Dataset entries
◇ ◇ ◇

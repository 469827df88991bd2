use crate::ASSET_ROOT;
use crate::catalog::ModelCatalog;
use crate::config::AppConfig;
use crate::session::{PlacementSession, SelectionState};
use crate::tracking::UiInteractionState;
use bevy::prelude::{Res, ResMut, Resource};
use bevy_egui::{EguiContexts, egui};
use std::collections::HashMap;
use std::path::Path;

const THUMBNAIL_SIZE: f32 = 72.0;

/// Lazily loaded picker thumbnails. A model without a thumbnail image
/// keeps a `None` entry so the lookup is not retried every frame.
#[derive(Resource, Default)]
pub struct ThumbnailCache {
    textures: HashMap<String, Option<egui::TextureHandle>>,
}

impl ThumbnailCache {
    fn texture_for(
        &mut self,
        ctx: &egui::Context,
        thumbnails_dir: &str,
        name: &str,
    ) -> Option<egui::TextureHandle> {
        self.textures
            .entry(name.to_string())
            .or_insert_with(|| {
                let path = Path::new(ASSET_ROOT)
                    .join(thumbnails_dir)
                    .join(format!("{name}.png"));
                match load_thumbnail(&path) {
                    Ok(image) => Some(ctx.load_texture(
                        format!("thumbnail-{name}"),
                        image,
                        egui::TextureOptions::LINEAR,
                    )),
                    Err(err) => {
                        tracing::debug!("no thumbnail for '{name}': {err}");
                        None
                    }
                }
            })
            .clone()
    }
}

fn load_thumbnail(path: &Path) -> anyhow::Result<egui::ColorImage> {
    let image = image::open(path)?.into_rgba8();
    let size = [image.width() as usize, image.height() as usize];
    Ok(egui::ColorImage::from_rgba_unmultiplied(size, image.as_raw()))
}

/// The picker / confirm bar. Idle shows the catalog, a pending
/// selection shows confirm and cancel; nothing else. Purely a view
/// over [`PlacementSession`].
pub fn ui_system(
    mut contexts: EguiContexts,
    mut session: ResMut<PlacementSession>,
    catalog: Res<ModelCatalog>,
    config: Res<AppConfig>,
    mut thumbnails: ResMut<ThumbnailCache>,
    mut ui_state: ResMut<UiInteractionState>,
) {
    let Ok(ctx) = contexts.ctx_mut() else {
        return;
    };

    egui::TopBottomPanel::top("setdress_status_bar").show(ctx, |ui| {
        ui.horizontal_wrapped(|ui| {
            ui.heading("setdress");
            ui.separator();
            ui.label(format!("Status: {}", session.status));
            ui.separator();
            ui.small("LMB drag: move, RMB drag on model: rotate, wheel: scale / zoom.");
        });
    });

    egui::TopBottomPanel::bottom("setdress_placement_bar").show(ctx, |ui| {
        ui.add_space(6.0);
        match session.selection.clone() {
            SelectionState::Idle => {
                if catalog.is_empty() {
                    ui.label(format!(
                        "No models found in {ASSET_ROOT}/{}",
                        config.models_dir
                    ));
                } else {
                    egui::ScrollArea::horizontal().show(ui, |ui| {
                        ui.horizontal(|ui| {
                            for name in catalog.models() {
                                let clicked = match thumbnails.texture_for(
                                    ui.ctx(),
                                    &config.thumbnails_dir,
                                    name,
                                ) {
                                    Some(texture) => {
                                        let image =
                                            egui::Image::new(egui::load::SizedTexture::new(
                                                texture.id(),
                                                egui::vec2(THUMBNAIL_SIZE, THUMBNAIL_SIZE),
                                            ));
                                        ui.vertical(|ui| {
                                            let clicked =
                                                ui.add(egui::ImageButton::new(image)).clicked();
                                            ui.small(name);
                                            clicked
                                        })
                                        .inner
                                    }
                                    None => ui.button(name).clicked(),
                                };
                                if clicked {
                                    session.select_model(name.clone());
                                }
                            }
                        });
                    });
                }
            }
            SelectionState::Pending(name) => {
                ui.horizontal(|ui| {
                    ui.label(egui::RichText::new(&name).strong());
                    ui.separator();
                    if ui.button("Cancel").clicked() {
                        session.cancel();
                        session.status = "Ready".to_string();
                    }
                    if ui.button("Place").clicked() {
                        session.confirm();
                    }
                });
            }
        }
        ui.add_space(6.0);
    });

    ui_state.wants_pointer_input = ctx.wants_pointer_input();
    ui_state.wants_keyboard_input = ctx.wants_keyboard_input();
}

◇ ◇ ◇

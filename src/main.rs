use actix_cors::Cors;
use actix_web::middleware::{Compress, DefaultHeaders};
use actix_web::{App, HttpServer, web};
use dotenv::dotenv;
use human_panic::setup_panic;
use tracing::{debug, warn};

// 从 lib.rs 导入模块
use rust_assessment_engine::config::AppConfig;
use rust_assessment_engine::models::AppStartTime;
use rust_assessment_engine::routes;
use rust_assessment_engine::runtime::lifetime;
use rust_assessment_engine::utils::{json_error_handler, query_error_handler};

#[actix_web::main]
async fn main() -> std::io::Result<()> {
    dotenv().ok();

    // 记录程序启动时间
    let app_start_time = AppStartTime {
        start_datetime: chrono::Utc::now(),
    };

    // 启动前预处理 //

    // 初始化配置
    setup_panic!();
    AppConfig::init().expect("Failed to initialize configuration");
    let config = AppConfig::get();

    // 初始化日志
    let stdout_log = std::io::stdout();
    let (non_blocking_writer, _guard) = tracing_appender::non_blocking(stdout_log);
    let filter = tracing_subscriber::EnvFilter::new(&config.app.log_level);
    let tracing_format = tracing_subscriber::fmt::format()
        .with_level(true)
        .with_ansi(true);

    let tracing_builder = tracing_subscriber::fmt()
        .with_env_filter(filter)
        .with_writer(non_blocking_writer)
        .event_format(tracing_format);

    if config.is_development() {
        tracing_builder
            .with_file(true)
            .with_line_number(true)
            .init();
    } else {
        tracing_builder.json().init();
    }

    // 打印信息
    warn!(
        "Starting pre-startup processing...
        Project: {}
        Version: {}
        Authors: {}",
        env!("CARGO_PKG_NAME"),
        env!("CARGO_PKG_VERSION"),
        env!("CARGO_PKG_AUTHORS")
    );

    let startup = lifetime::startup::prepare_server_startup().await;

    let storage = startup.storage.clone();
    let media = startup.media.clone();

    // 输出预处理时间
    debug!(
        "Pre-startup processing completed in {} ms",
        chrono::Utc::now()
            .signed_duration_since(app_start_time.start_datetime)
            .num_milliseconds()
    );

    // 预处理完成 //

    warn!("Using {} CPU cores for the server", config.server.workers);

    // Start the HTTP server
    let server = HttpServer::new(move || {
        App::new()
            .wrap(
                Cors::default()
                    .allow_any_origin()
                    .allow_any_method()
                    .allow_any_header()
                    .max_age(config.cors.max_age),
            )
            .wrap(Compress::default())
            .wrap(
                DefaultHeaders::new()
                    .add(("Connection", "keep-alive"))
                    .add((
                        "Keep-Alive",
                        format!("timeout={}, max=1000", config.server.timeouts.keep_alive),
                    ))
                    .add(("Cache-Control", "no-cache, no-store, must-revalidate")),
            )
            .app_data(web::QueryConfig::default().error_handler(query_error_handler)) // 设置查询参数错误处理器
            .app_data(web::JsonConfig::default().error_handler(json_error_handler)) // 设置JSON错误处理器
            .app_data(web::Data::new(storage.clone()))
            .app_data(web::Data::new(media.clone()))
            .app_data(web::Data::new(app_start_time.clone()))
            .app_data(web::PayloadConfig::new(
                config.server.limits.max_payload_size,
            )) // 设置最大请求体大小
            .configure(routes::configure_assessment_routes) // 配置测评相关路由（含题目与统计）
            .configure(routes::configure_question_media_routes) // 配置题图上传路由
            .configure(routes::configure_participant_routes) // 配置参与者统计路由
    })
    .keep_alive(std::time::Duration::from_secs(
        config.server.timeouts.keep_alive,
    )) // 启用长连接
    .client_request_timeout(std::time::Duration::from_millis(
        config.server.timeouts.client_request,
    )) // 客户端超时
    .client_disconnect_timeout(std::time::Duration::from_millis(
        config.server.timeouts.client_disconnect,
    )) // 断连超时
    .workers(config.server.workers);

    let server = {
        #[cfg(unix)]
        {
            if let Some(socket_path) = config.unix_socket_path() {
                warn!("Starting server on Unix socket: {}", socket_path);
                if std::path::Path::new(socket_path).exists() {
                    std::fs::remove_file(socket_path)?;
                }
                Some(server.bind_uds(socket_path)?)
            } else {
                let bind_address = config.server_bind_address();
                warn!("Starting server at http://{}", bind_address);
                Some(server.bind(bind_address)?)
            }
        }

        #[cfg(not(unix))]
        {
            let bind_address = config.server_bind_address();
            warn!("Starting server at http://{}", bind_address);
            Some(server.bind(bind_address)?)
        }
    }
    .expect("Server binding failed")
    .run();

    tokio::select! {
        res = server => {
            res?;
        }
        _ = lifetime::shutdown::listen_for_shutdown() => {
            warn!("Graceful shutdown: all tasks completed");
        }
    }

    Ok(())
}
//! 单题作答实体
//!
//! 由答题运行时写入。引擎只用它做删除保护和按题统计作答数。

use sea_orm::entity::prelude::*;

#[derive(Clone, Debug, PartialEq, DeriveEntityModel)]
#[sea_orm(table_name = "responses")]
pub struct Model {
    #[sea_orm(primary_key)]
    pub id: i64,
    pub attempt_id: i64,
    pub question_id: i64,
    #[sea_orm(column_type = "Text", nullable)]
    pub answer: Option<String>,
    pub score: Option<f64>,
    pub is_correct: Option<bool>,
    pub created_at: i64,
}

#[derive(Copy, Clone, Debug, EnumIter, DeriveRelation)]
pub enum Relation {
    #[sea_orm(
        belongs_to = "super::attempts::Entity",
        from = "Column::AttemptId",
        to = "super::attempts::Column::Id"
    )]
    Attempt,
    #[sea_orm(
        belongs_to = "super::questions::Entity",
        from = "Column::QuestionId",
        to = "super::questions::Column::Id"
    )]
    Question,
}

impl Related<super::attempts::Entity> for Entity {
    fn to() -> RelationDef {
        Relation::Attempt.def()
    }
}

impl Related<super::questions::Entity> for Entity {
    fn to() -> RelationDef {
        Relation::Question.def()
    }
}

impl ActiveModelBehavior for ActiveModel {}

◇ ◇ ◇

### Task brief
Of all the entries above, retype exactly the lines from the line with "repository 469827df88991bd2" to the line with "use std::path::Path;", both included, and no others.

### Task solution
repository 469827df88991bd2
use crate::ASSET_ROOT;
use crate::catalog::ModelCatalog;
use crate::config::AppConfig;
use crate::session::{PlacementSession, SelectionState};
use crate::tracking::UiInteractionState;
use bevy::prelude::{Res, ResMut, Resource};
use bevy_egui::{EguiContexts, egui};
use std::collections::HashMap;
use std::path::Path;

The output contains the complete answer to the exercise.